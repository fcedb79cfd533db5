//! One worksheet on the bridge, as a grid backend.

use std::io::{BufRead, Write};

use excelcom_core::{CellHandle, FindQuery, GridBackend, RawGridValue, SearchDirection};
use excelcom_protocol::SheetRef;

use crate::client::{BridgeClient, ClientError};

/// A handle to one worksheet reached through a [`BridgeClient`].
///
/// Every grid call is forwarded to the bridge with this handle's sheet.
pub struct SheetBackend<'a, R, W> {
    client: &'a mut BridgeClient<R, W>,
    sheet: SheetRef,
}

impl<'a, R: BufRead, W: Write> SheetBackend<'a, R, W> {
    pub(crate) fn new(client: &'a mut BridgeClient<R, W>, sheet: SheetRef) -> Self {
        Self { client, sheet }
    }

    pub fn sheet(&self) -> &SheetRef {
        &self.sheet
    }
}

impl<R: BufRead, W: Write> GridBackend for SheetBackend<'_, R, W> {
    type Error = ClientError;

    fn get_matrix_value(&mut self, address: &str) -> Result<RawGridValue, ClientError> {
        self.client.get_range_value(self.sheet.clone(), address)
    }

    fn set_matrix_value(&mut self, address: &str, value: RawGridValue) -> Result<(), ClientError> {
        self.client.set_range_value(self.sheet.clone(), address, value)
    }

    fn step_find(&mut self, query: &FindQuery) -> Result<Option<CellHandle>, ClientError> {
        self.client.find(self.sheet.clone(), query)
    }

    fn step_find_next(
        &mut self,
        range: &str,
        previous: &CellHandle,
        direction: SearchDirection,
    ) -> Result<CellHandle, ClientError> {
        self.client
            .find_next(self.sheet.clone(), range, previous.position, direction)
    }
}
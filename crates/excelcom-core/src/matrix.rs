//! Row-major matrices and the column-major grid boundary
//!
//! Application code thinks in rows: `matrix[row][column]`. The grid engine
//! stores two-dimensional values column first. [`Matrix::into_grid`] and
//! [`Matrix::from_grid`] are the only places that flip between the two, and
//! each flips exactly once.

use crate::error::{Error, Result};
use crate::range::RangeBounds;
use crate::value::WireValue;

/// A value read from or written to the grid
///
/// `Array` is column-major: the outer index is the column, the inner index
/// the row.
#[derive(Debug, Clone, PartialEq)]
#[cfg_attr(
    feature = "serde",
    derive(serde::Serialize, serde::Deserialize),
    serde(rename_all = "lowercase")
)]
pub enum RawGridValue {
    Scalar(WireValue),
    Array(Vec<Vec<WireValue>>),
}

/// A rectangular, row-major matrix
///
/// Every row has the same number of cells. A matrix without columns has no
/// rows either.
#[derive(Debug, Clone, PartialEq)]
pub struct Matrix<T> {
    rows: Vec<Vec<T>>,
    columns: usize,
}

impl<T> Default for Matrix<T> {
    fn default() -> Self {
        Self {
            rows: Vec::new(),
            columns: 0,
        }
    }
}

impl<T: Default> Matrix<T> {
    /// Build a matrix from rows, padding short rows with `T::default()` (Null)
    /// up to the widest row.
    pub fn from_rows(rows: Vec<Vec<T>>) -> Self {
        let rows = normalize_ragged(rows);
        let columns = rows.first().map_or(0, Vec::len);
        if columns == 0 {
            return Self::default();
        }
        Self { rows, columns }
    }
}

impl<T: Clone> Matrix<T> {
    /// A matrix of the given shape with every cell set to `value`
    pub fn filled(bounds: RangeBounds, value: T) -> Self {
        let columns = bounds.column_count() as usize;
        let rows = (0..bounds.row_count())
            .map(|_| vec![value.clone(); columns])
            .collect();
        Self { rows, columns }
    }
}

impl<T> Matrix<T> {
    pub fn row_count(&self) -> usize {
        self.rows.len()
    }

    pub fn column_count(&self) -> usize {
        self.columns
    }

    pub fn is_empty(&self) -> bool {
        self.rows.is_empty()
    }

    /// Whether the matrix has exactly the shape of `bounds`
    pub fn fits(&self, bounds: RangeBounds) -> bool {
        self.row_count() == bounds.row_count() as usize
            && self.column_count() == bounds.column_count() as usize
    }

    /// Cell at a zero-based position
    pub fn get(&self, row: usize, column: usize) -> Option<&T> {
        self.rows.get(row).and_then(|r| r.get(column))
    }

    pub fn rows(&self) -> &[Vec<T>] {
        &self.rows
    }

    pub fn into_rows(self) -> Vec<Vec<T>> {
        self.rows
    }

    /// Swap rows and columns: `result[j][i] == self[i][j]`
    pub fn transpose(self) -> Self {
        let rows = self.rows.len();
        let columns = self.columns;
        if rows == 0 {
            return self;
        }

        Self {
            rows: flip(self.rows, columns),
            columns: rows,
        }
    }

    /// Apply `f` to every cell, keeping the shape
    pub fn map<U>(self, mut f: impl FnMut(T) -> U) -> Matrix<U> {
        Matrix {
            rows: self
                .rows
                .into_iter()
                .map(|row| row.into_iter().map(&mut f).collect())
                .collect(),
            columns: self.columns,
        }
    }

    /// Apply a fallible `f` to every cell; the first error aborts
    pub fn try_map<U, E>(
        self,
        mut f: impl FnMut(T) -> std::result::Result<U, E>,
    ) -> std::result::Result<Matrix<U>, E> {
        let rows = self
            .rows
            .into_iter()
            .map(|row| row.into_iter().map(&mut f).collect())
            .collect::<std::result::Result<Vec<Vec<U>>, E>>()?;
        Ok(Matrix {
            rows,
            columns: self.columns,
        })
    }
}

impl Matrix<WireValue> {
    /// Convert to the grid's column-major array
    pub fn into_grid(self) -> RawGridValue {
        RawGridValue::Array(self.transpose().rows)
    }

    /// Read a grid value into a row-major matrix.
    ///
    /// A scalar becomes a 1x1 matrix. Column arrays of unequal length are
    /// rejected with `DimensionMismatch`.
    pub fn from_grid(raw: RawGridValue) -> Result<Self> {
        match raw {
            RawGridValue::Scalar(value) => Ok(Self {
                rows: vec![vec![value]],
                columns: 1,
            }),
            RawGridValue::Array(columns) => {
                let rows = transpose(columns)?;
                Ok(Self::from_rows(rows))
            }
        }
    }
}

impl<T: Default> From<Vec<Vec<T>>> for Matrix<T> {
    fn from(rows: Vec<Vec<T>>) -> Self {
        Self::from_rows(rows)
    }
}

/// Pad every row with `T::default()` (Null) to the widest row.
///
/// Missing cells become empty cells.
pub fn normalize_ragged<T: Default>(mut rows: Vec<Vec<T>>) -> Vec<Vec<T>> {
    let columns = rows.iter().map(Vec::len).max().unwrap_or(0);
    for row in &mut rows {
        row.resize_with(columns, T::default);
    }
    rows
}

/// Transpose a rectangular matrix given as rows.
///
/// Rows of different length fail with `DimensionMismatch`; use
/// [`normalize_ragged`] first to pad them.
pub fn transpose<T>(rows: Vec<Vec<T>>) -> Result<Vec<Vec<T>>> {
    let columns = rows.first().map_or(0, Vec::len);
    if let Some((i, row)) = rows.iter().enumerate().find(|(_, r)| r.len() != columns) {
        return Err(Error::DimensionMismatch(format!(
            "row {i} has {} cells, row 0 has {columns}",
            row.len()
        )));
    }
    Ok(flip(rows, columns))
}

fn flip<T>(rows: Vec<Vec<T>>, columns: usize) -> Vec<Vec<T>> {
    let mut flipped: Vec<Vec<T>> = (0..columns)
        .map(|_| Vec::with_capacity(rows.len()))
        .collect();
    for row in rows {
        for (j, cell) in row.into_iter().enumerate() {
            flipped[j].push(cell);
        }
    }
    flipped
}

########

[ABOUT THIS EXERCISE] Would you reproduce all the entries exactly?

[RESULT OF THIS TASK]
repository fcedb79cfd533db5
//! One worksheet on the bridge, as a grid backend.

use std::io::{BufRead, Write};

use excelcom_core::{CellHandle, FindQuery, GridBackend, RawGridValue, SearchDirection};
use excelcom_protocol::SheetRef;

use crate::client::{BridgeClient, ClientError};

/// A handle to one worksheet reached through a [`BridgeClient`].
///
/// Every grid call is forwarded to the bridge with this handle's sheet.
pub struct SheetBackend<'a, R, W> {
    client: &'a mut BridgeClient<R, W>,
    sheet: SheetRef,
}

impl<'a, R: BufRead, W: Write> SheetBackend<'a, R, W> {
    pub(crate) fn new(client: &'a mut BridgeClient<R, W>, sheet: SheetRef) -> Self {
        Self { client, sheet }
    }

    pub fn sheet(&self) -> &SheetRef {
        &self.sheet
    }
}

impl<R: BufRead, W: Write> GridBackend for SheetBackend<'_, R, W> {
    type Error = ClientError;

    fn get_matrix_value(&mut self, address: &str) -> Result<RawGridValue, ClientError> {
        self.client.get_range_value(self.sheet.clone(), address)
    }

    fn set_matrix_value(&mut self, address: &str, value: RawGridValue) -> Result<(), ClientError> {
        self.client.set_range_value(self.sheet.clone(), address, value)
    }

    fn step_find(&mut self, query: &FindQuery) -> Result<Option<CellHandle>, ClientError> {
        self.client.find(self.sheet.clone(), query)
    }

    fn step_find_next(
        &mut self,
        range: &str,
        previous: &CellHandle,
        direction: SearchDirection,
    ) -> Result<CellHandle, ClientError> {
        self.client
            .find_next(self.sheet.clone(), range, previous.position, direction)
    }
}
filename crates/excelcom-core/src/matrix.rs
//! Row-major matrices and the column-major grid boundary
//!
//! Application code thinks in rows: `matrix[row][column]`. The grid engine
//! stores two-dimensional values column first. [`Matrix::into_grid`] and
//! [`Matrix::from_grid`] are the only places that flip between the two, and
//! each flips exactly once.

use crate::error::{Error, Result};
use crate::range::RangeBounds;
use crate::value::WireValue;

/// A value read from or written to the grid
///
/// `Array` is column-major: the outer index is the column, the inner index
/// the row.
#[derive(Debug, Clone, PartialEq)]
#[cfg_attr(
    feature = "serde",
    derive(serde::Serialize, serde::Deserialize),
    serde(rename_all = "lowercase")
)]
pub enum RawGridValue {
    Scalar(WireValue),
    Array(Vec<Vec<WireValue>>),
}

/// A rectangular, row-major matrix
///
/// Every row has the same number of cells. A matrix without columns has no
/// rows either.
#[derive(Debug, Clone, PartialEq)]
pub struct Matrix<T> {
    rows: Vec<Vec<T>>,
    columns: usize,
}

impl<T> Default for Matrix<T> {
    fn default() -> Self {
        Self {
            rows: Vec::new(),
            columns: 0,
        }
    }
}

impl<T: Default> Matrix<T> {
    /// Build a matrix from rows, padding short rows with `T::default()` (Null)
    /// up to the widest row.
    pub fn from_rows(rows: Vec<Vec<T>>) -> Self {
        let rows = normalize_ragged(rows);
        let columns = rows.first().map_or(0, Vec::len);
        if columns == 0 {
            return Self::default();
        }
        Self { rows, columns }
    }
}

impl<T: Clone> Matrix<T> {
    /// A matrix of the given shape with every cell set to `value`
    pub fn filled(bounds: RangeBounds, value: T) -> Self {
        let columns = bounds.column_count() as usize;
        let rows = (0..bounds.row_count())
            .map(|_| vec![value.clone(); columns])
            .collect();
        Self { rows, columns }
    }
}

impl<T> Matrix<T> {
    pub fn row_count(&self) -> usize {
        self.rows.len()
    }

    pub fn column_count(&self) -> usize {
        self.columns
    }

    pub fn is_empty(&self) -> bool {
        self.rows.is_empty()
    }

    /// Whether the matrix has exactly the shape of `bounds`
    pub fn fits(&self, bounds: RangeBounds) -> bool {
        self.row_count() == bounds.row_count() as usize
            && self.column_count() == bounds.column_count() as usize
    }

    /// Cell at a zero-based position
    pub fn get(&self, row: usize, column: usize) -> Option<&T> {
        self.rows.get(row).and_then(|r| r.get(column))
    }

    pub fn rows(&self) -> &[Vec<T>] {
        &self.rows
    }

    pub fn into_rows(self) -> Vec<Vec<T>> {
        self.rows
    }

    /// Swap rows and columns: `result[j][i] == self[i][j]`
    pub fn transpose(self) -> Self {
        let rows = self.rows.len();
        let columns = self.columns;
        if rows == 0 {
            return self;
        }

        Self {
            rows: flip(self.rows, columns),
            columns: rows,
        }
    }

    /// Apply `f` to every cell, keeping the shape
    pub fn map<U>(self, mut f: impl FnMut(T) -> U) -> Matrix<U> {
        Matrix {
            rows: self
                .rows
                .into_iter()
                .map(|row| row.into_iter().map(&mut f).collect())
                .collect(),
            columns: self.columns,
        }
    }

    /// Apply a fallible `f` to every cell; the first error aborts
    pub fn try_map<U, E>(
        self,
        mut f: impl FnMut(T) -> std::result::Result<U, E>,
    ) -> std::result::Result<Matrix<U>, E> {
        let rows = self
            .rows
            .into_iter()
            .map(|row| row.into_iter().map(&mut f).collect())
            .collect::<std::result::Result<Vec<Vec<U>>, E>>()?;
        Ok(Matrix {
            rows,
            columns: self.columns,
        })
    }
}

impl Matrix<WireValue> {
    /// Convert to the grid's column-major array
    pub fn into_grid(self) -> RawGridValue {
        RawGridValue::Array(self.transpose().rows)
    }

    /// Read a grid value into a row-major matrix.
    ///
    /// A scalar becomes a 1x1 matrix. Column arrays of unequal length are
    /// rejected with `DimensionMismatch`.
    pub fn from_grid(raw: RawGridValue) -> Result<Self> {
        match raw {
            RawGridValue::Scalar(value) => Ok(Self {
                rows: vec![vec![value]],
                columns: 1,
            }),
            RawGridValue::Array(columns) => {
                let rows = transpose(columns)?;
                Ok(Self::from_rows(rows))
            }
        }
    }
}

impl<T: Default> From<Vec<Vec<T>>> for Matrix<T> {
    fn from(rows: Vec<Vec<T>>) -> Self {
        Self::from_rows(rows)
    }
}

/// Pad every row with `T::default()` (Null) to the widest row.
///
/// Missing cells become empty cells.
pub fn normalize_ragged<T: Default>(mut rows: Vec<Vec<T>>) -> Vec<Vec<T>> {
    let columns = rows.iter().map(Vec::len).max().unwrap_or(0);
    for row in &mut rows {
        row.resize_with(columns, T::default);
    }
    rows
}

/// Transpose a rectangular matrix given as rows.
///
/// Rows of different length fail with `DimensionMismatch`; use
/// [`normalize_ragged`] first to pad them.
pub fn transpose<T>(rows: Vec<Vec<T>>) -> Result<Vec<Vec<T>>> {
    let columns = rows.first().map_or(0, Vec::len);
    if let Some((i, row)) = rows.iter().enumerate().find(|(_, r)| r.len() != columns) {
        return Err(Error::DimensionMismatch(format!(
            "row {i} has {} cells, row 0 has {columns}",
            row.len()
        )));
    }
    Ok(flip(rows, columns))
}

fn flip<T>(rows: Vec<Vec<T>>, columns: usize) -> Vec<Vec<T>> {
    let mut flipped: Vec<Vec<T>> = (0..columns)
        .map(|_| Vec::with_capacity(rows.len()))
        .collect();
    for row in rows {
        for (j, cell) in row.into_iter().enumerate() {
            flipped[j].push(cell);
        }
    }
    flipped
}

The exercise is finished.